Mastering Microsoft Exchange Server 2007 SP1
Too often when a consultant sets foot in a new organization that is having availability problems, the consultant starts talking about clustering, load balancing, storage area networks, replication technologies, and so on. Everyone in the room has that "deer in the headlights" look in their eyes, but all of those new technologies sure sound great!
Unfortunately, availability problems are frequently "people and process" related rather than being a technical problem. Poor documentation, insufficient training, lack of procedures, and improper preparation for supporting Exchange are the most frequent causes of downtime.
In the following sections, we will start with some of the basics of providing higher availability for your Exchange users.
One of the biggest issues for my clients is Exchange server disaster recovery. The first time a client brings up the subject, I tell them that disaster recovery is the last thing they should worry about. After they get up off the floor, I tell them that they should focus first on Exchange server reliability and availability, of which disaster recovery is but the last part. I go on to tell them that if they worry about the whole reliability and availability spectrum, they'll not only prepare themselves for serious non-disaster recovery scenarios, but they also might be able to avoid many of the disasters that haunt their nightly dreams.
Reliability vs. Availability
Don't sacrifice the reliability of your system just to make your availability numbers look good. In general, an hour of unplanned downtime to fix an impending problem is much more acceptable than an entire day of downtime if the impending problem actually causes a crash.
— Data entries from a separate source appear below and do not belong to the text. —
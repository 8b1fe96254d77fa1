//! Filesystem Commands
//!
//! Handlers that create, remove, copy, move, and re-permission files
//! and directories. Multi-target commands work through their targets
//! independently: one failing target produces an error record and the
//! rest are still attempted.

use std::fs::OpenOptions;
use std::path::{Path, PathBuf};
use std::time::SystemTime;

use crate::commands::CommandContext;
use crate::error::{Error, Result};
use crate::models::OutputRecord;

/// Change the working directory; with no argument, go home
pub fn change_directory(args: &[String], ctx: &mut CommandContext) -> Result<Vec<OutputRecord>> {
    let target = match args.first() {
        Some(arg) => PathBuf::from(arg),
        None => dirs::home_dir()
            .ok_or_else(|| Error::Other("Could not determine home directory".to_string()))?,
    };

    let new_path = ctx.cursor.change_to(&target)?;
    Ok(vec![OutputRecord::success(format!(
        "Changed to: {}",
        new_path.display()
    ))])
}

/// Create directories, parents included, one record per argument
pub fn make_directory(args: &[String], ctx: &mut CommandContext) -> Result<Vec<OutputRecord>> {
    if args.is_empty() {
        return Err(Error::InvalidArgument {
            message: "mkdir requires a directory name".to_string(),
        });
    }

    let mut records = Vec::with_capacity(args.len());
    for arg in args {
        let path = ctx.cursor.resolve(arg);
        match std::fs::create_dir_all(&path) {
            Ok(()) => records.push(OutputRecord::success(format!(
                "Directory created: {}",
                path.display()
            ))),
            Err(err) => records.push(OutputRecord::error(Error::from_io_at(err, path).to_string())),
        }
    }

    Ok(records)
}

/// Create empty files, or refresh the modification time of existing ones
pub fn create_file(args: &[String], ctx: &mut CommandContext) -> Result<Vec<OutputRecord>> {
    if args.is_empty() {
        return Err(Error::InvalidArgument {
            message: "touch requires a file name".to_string(),
        });
    }

    let mut records = Vec::with_capacity(args.len());
    for arg in args {
        let path = ctx.cursor.resolve(arg);
        match touch_path(&path) {
            Ok(()) => records.push(OutputRecord::success(format!(
                "File created: {}",
                path.display()
            ))),
            Err(err) => records.push(OutputRecord::error(Error::from_io_at(err, path).to_string())),
        }
    }

    Ok(records)
}

fn touch_path(path: &Path) -> std::io::Result<()> {
    let file = OpenOptions::new().create(true).append(true).open(path)?;
    file.set_modified(SystemTime::now())
}

/// Remove files and directories
///
/// Directories need `-r` (or `-rf`/`-fr`); `-f` silences missing-target
/// errors. Every leading-dash token is treated as a flag, never as a
/// target.
pub fn remove(args: &[String], ctx: &mut CommandContext) -> Result<Vec<OutputRecord>> {
    let force = args.iter().any(|a| a == "-f");
    let recursive = args.iter().any(|a| a == "-r" || a == "-rf" || a == "-fr");
    let targets: Vec<&String> = args.iter().filter(|a| !a.starts_with('-')).collect();

    if targets.is_empty() {
        return Err(Error::InvalidArgument {
            message: "rm requires a file or directory name".to_string(),
        });
    }

    let mut records = Vec::new();
    for target in targets {
        let path = ctx.cursor.resolve(target);
        match std::fs::metadata(&path) {
            Ok(meta) if meta.is_dir() => {
                if recursive {
                    match std::fs::remove_dir_all(&path) {
                        Ok(()) => records.push(OutputRecord::success(format!(
                            "Directory removed: {}",
                            path.display()
                        ))),
                        Err(err) => records
                            .push(OutputRecord::error(Error::from_io_at(err, path).to_string())),
                    }
                } else {
                    records.push(OutputRecord::error(format!(
                        "Cannot remove directory {} without -r option",
                        path.display()
                    )));
                }
            }
            Ok(_) => match std::fs::remove_file(&path) {
                Ok(()) => records.push(OutputRecord::success(format!(
                    "File removed: {}",
                    path.display()
                ))),
                Err(err) => {
                    records.push(OutputRecord::error(Error::from_io_at(err, path).to_string()))
                }
            },
            Err(err) if err.kind() == std::io::ErrorKind::NotFound => {
                if !force {
                    records.push(OutputRecord::error(
                        Error::NotFound { path }.to_string(),
                    ));
                }
            }
            Err(err) => {
                records.push(OutputRecord::error(Error::from_io_at(err, path).to_string()))
            }
        }
    }

    Ok(records)
}

/// Copy files, and with `-r` whole directories
pub fn copy(args: &[String], ctx: &mut CommandContext) -> Result<Vec<OutputRecord>> {
    let recursive = args.iter().any(|a| a == "-r");
    let real_args: Vec<&String> = args.iter().filter(|a| !a.starts_with('-')).collect();

    if real_args.len() < 2 {
        return Err(Error::InvalidArgument {
            message: "cp requires source and destination".to_string(),
        });
    }

    let destination = ctx.cursor.resolve(real_args[real_args.len() - 1]);
    let sources = &real_args[..real_args.len() - 1];

    let mut records = Vec::new();
    for source in sources {
        let source_path = ctx.cursor.resolve(source);
        let source_is_dir = std::fs::metadata(&source_path)
            .map(|m| m.is_dir())
            .unwrap_or(false);

        if source_is_dir {
            if !recursive {
                records.push(OutputRecord::error(format!(
                    "Cannot copy directory {} without -r option",
                    source_path.display()
                )));
                continue;
            }

            let base = match source_path.file_name() {
                Some(base) => base.to_os_string(),
                None => {
                    records.push(OutputRecord::error(
                        Error::InvalidArgument {
                            message: format!("Cannot copy {}", source_path.display()),
                        }
                        .to_string(),
                    ));
                    continue;
                }
            };
            let dest_dir = destination.join(base);

            if dest_dir.exists() {
                records.push(OutputRecord::error(
                    Error::TargetConflict { path: dest_dir }.to_string(),
                ));
                continue;
            }

            match copy_dir_recursive(&source_path, &dest_dir) {
                Ok(()) => records.push(OutputRecord::success(format!(
                    "Directory copied: {} -> {}",
                    source_path.display(),
                    dest_dir.display()
                ))),
                Err(err) => records.push(OutputRecord::error(
                    Error::from_io_at(err, source_path).to_string(),
                )),
            }
        } else {
            let dest_file = if destination.is_dir() {
                match source_path.file_name() {
                    Some(base) => destination.join(base),
                    None => destination.clone(),
                }
            } else {
                destination.clone()
            };

            match std::fs::copy(&source_path, &dest_file) {
                Ok(_) => records.push(OutputRecord::success(format!(
                    "File copied: {} -> {}",
                    source_path.display(),
                    dest_file.display()
                ))),
                Err(err) => records.push(OutputRecord::error(
                    Error::from_io_at(err, source_path).to_string(),
                )),
            }
        }
    }

    Ok(records)
}

fn copy_dir_recursive(src: &Path, dst: &Path) -> std::io::Result<()> {
    std::fs::create_dir_all(dst)?;
    for entry in std::fs::read_dir(src)? {
        let entry = entry?;
        let target = dst.join(entry.file_name());
        if entry.path().is_dir() {
            copy_dir_recursive(&entry.path(), &target)?;
        } else {
            std::fs::copy(entry.path(), &target)?;
        }
    }
    Ok(())
}

/// Move files and directories
///
/// Rename first; when that fails (typically across filesystems), fall
/// back to copy-and-delete. A directory destination receives the
/// source under its own name.
pub fn move_entries(args: &[String], ctx: &mut CommandContext) -> Result<Vec<OutputRecord>> {
    if args.len() < 2 {
        return Err(Error::InvalidArgument {
            message: "mv requires source and destination".to_string(),
        });
    }

    let destination = ctx.cursor.resolve(&args[args.len() - 1]);
    let sources = &args[..args.len() - 1];

    let mut records = Vec::new();
    for source in sources {
        let source_path = ctx.cursor.resolve(source);
        let dest_path = if destination.is_dir() {
            match source_path.file_name() {
                Some(base) => destination.join(base),
                None => destination.clone(),
            }
        } else {
            destination.clone()
        };

        match move_path(&source_path, &dest_path) {
            Ok(()) => records.push(OutputRecord::success(format!(
                "Moved: {} -> {}",
                source_path.display(),
                dest_path.display()
            ))),
            Err(err) => records.push(OutputRecord::error(
                Error::from_io_at(err, source_path.clone()).to_string(),
            )),
        }
    }

    Ok(records)
}

fn move_path(src: &Path, dst: &Path) -> std::io::Result<()> {
    match std::fs::rename(src, dst) {
        Ok(()) => Ok(()),
        Err(err) if err.kind() == std::io::ErrorKind::NotFound => Err(err),
        Err(_) => {
            // Rename refused (commonly a cross-filesystem move): copy, then delete
            let meta = std::fs::metadata(src)?;
            if meta.is_dir() {
                copy_dir_recursive(src, dst)?;
                std::fs::remove_dir_all(src)
            } else {
                std::fs::copy(src, dst)?;
                std::fs::remove_file(src)
            }
        }
    }
}

/// Change permission bits from an octal mode string
pub fn change_mode(args: &[String], ctx: &mut CommandContext) -> Result<Vec<OutputRecord>> {
    if args.len() < 2 {
        return Err(Error::InvalidArgument {
            message: "chmod requires mode and file name".to_string(),
        });
    }

    let mode_arg = &args[0];
    let path = ctx.cursor.resolve(&args[1]);

    let mode = u32::from_str_radix(mode_arg, 8).map_err(|_| Error::InvalidArgument {
        message: format!("Error changing permissions: invalid octal mode '{}'", mode_arg),
    })?;

    apply_mode(&path, mode)?;
    Ok(vec![OutputRecord::success(format!(
        "Permissions changed for {}",
        path.display()
    ))])
}

#[cfg(unix)]
fn apply_mode(path: &Path, mode: u32) -> Result<()> {
    use std::os::unix::fs::PermissionsExt;

    std::fs::set_permissions(path, std::fs::Permissions::from_mode(mode))
        .map_err(|err| Error::from_io_at(err, path.to_path_buf()))
}

#[cfg(not(unix))]
fn apply_mode(_path: &Path, _mode: u32) -> Result<()> {
    Err(Error::InvalidArgument {
        message: "chmod is not supported on this platform".to_string(),
    })
}
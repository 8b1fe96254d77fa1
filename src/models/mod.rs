//! Core data models for MicaShell
//!
//! This module contains the data structures that cross the interpreter
//! boundary: tagged output records handed to the embedding frontend and
//! the placeholder background task entity.

pub mod background_task;
pub mod output_record;

// Re-exports for convenience
pub use background_task::BackgroundTask;
pub use output_record::{OutputRecord, OutputTag};
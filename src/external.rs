//! External Command Execution
//!
//! Fallback for command names the builtin table does not know. The
//! first token is launched as a program with the remaining tokens as
//! arguments, no shell in between, blocking until the child exits.
//! Stdout and stderr are captured separately and folded into a single
//! output record; launch failures become error records rather than
//! panics or propagated errors.

use std::path::Path;
use std::process::Command;

use crate::config::ExternalConfig;
use crate::error::Error;
use crate::models::OutputRecord;

/// Synchronous runner for non-builtin commands
#[derive(Debug, Clone)]
pub struct ExternalRunner {
    config: ExternalConfig,
}

impl ExternalRunner {
    /// Create a runner with default external-command settings
    pub fn new() -> Self {
        Self {
            config: ExternalConfig::default(),
        }
    }

    /// Create a runner with explicit settings
    pub fn with_config(config: ExternalConfig) -> Self {
        Self { config }
    }

    /// Run a tokenized command in the given working directory
    ///
    /// Exit status zero yields an untagged record of the captured
    /// stdout; any other status yields an error record of the captured
    /// stderr. Trailing newlines are trimmed so records stay
    /// line-oriented.
    pub fn run(&self, tokens: &[String], cwd: &Path) -> OutputRecord {
        let (program, args) = match tokens.split_first() {
            Some(split) => split,
            None => {
                return OutputRecord::error("Error executing command: empty command");
            }
        };

        debug!("Spawning external command '{}' in {}", program, cwd.display());

        let mut command = Command::new(program);
        command.args(args).current_dir(cwd);
        if !self.config.inherit_env {
            command.env_clear();
        }
        command.envs(&self.config.environment);

        match command.output() {
            Ok(output) => {
                let exit_code = output.status.code().unwrap_or(-1);
                debug!("External command '{}' exited with code {}", program, exit_code);

                if output.status.success() {
                    let stdout = String::from_utf8_lossy(&output.stdout);
                    OutputRecord::plain(stdout.trim_end_matches('\n'))
                } else {
                    let stderr = String::from_utf8_lossy(&output.stderr);
                    OutputRecord::error(format!("Error: {}", stderr.trim_end_matches('\n')))
                }
            }
            Err(err) => {
                warn!("Failed to launch external command '{}': {}", program, err);
                let failure = Error::ExternalProcessFailure {
                    command: program.clone(),
                    reason: err.to_string(),
                };
                OutputRecord::error(failure.to_string())
            }
        }
    }
}

impl Default for ExternalRunner {
    fn default() -> Self {
        Self::new()
    }
}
Tip | Don't sacrifice reliability for availability. |
No one likes to have unplanned downtime, even if it is just for a few minutes because you need to reboot a server. An hour of unscheduled downtime in the middle of the business day is the sort of thing that users will remember for the next year. Consequently, a lot of organizations avoid unplanned downtime, even if they might be able to do something during the off-hours.
Tip | Good reliability helps you sleep at night. Good availability helps you keep your job. |
Some of the tasks that might need to be performed sooner than your scheduled maintenance window will allow include things like replacing a disk drive that is running in a degraded state or swapping out a failed power supply.
Scheduled Maintenance
People don't often think about high availability and scheduled downtime at the same time. However, there will always be maintenance tasks that will require some scheduled downtime. When planning your weekly or monthly operations schedule, you need to make sure that you have a window available for maintenance. This window of time should be published to your user community and they should expect that the system may be unavailable during those times.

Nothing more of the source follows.